Start of Source information

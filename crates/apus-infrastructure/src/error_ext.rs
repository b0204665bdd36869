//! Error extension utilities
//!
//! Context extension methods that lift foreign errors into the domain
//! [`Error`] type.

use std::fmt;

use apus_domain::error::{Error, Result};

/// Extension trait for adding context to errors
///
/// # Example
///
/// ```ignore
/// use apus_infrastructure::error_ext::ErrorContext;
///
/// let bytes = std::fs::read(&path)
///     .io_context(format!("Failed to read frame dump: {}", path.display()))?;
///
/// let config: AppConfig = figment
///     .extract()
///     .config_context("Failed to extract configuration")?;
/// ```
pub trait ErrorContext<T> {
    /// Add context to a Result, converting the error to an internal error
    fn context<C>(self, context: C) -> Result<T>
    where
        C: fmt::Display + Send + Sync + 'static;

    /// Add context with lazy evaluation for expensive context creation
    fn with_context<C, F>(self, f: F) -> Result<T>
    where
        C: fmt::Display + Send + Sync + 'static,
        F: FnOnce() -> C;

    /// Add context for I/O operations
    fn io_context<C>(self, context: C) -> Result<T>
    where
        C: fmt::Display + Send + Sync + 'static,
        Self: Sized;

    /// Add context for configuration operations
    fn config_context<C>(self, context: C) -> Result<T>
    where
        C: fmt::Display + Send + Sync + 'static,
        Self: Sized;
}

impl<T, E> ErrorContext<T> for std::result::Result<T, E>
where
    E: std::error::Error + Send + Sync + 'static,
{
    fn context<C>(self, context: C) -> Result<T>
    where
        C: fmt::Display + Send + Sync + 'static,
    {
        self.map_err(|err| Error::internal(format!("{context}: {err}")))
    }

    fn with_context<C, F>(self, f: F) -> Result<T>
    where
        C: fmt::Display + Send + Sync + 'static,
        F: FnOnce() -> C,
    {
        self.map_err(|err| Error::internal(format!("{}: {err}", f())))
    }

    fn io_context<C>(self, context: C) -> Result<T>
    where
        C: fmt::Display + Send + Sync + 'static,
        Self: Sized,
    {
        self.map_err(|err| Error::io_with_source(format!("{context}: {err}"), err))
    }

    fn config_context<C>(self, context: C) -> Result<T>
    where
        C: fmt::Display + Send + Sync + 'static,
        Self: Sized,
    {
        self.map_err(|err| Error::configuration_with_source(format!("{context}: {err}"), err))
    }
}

End of Source information
Start of Source information

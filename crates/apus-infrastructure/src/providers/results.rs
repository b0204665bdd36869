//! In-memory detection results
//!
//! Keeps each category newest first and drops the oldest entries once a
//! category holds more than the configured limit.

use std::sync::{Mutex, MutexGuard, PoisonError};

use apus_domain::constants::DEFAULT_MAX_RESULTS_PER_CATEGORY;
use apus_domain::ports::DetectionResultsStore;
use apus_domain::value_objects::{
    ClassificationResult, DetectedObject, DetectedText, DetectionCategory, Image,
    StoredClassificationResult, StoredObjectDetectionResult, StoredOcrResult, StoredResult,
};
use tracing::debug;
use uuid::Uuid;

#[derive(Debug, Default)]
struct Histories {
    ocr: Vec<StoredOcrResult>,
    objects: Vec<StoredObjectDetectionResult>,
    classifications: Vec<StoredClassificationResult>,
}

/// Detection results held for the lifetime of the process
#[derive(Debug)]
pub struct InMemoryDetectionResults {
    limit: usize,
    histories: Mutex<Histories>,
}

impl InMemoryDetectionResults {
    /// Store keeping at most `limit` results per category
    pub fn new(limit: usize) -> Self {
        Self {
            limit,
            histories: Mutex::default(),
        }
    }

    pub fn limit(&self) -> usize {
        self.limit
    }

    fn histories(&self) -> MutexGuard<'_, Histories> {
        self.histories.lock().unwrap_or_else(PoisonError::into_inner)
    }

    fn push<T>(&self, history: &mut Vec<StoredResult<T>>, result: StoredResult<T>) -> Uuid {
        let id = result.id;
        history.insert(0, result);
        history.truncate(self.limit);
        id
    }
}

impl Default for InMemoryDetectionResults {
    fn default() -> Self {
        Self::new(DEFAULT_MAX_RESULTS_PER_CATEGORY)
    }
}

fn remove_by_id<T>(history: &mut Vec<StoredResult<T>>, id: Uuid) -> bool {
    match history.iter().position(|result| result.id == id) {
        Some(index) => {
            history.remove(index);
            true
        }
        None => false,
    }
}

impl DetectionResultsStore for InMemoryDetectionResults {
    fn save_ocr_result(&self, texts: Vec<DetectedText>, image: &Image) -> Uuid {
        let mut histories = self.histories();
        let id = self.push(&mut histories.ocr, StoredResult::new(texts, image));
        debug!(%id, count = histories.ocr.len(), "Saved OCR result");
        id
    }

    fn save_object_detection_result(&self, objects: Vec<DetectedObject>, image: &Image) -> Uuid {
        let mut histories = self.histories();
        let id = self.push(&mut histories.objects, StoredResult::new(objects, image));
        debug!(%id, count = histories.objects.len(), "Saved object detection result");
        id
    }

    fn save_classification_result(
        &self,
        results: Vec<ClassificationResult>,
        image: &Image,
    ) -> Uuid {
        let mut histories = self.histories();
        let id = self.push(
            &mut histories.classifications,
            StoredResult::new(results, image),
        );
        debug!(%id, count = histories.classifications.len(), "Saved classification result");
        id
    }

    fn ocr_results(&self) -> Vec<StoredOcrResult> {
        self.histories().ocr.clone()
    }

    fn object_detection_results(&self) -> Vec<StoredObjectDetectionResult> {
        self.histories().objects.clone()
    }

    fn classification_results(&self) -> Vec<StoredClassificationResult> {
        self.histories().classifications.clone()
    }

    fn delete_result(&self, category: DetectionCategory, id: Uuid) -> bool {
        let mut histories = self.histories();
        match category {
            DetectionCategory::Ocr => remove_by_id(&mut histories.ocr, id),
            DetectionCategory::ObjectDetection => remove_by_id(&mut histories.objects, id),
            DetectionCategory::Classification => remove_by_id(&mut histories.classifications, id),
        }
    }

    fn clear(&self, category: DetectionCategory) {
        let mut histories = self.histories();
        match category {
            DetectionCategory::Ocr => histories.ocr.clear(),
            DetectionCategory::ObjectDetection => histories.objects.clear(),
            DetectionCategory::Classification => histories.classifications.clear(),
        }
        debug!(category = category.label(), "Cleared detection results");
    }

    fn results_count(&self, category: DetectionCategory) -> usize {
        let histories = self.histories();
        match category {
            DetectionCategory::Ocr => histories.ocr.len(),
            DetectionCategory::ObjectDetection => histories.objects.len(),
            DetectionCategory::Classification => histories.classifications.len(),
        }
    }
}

End of Source information

Exercise prompt:
Copy each line of the listing that contains "trait".

Output below:
/// Extension trait for adding context to errors
pub trait ErrorContext<T> {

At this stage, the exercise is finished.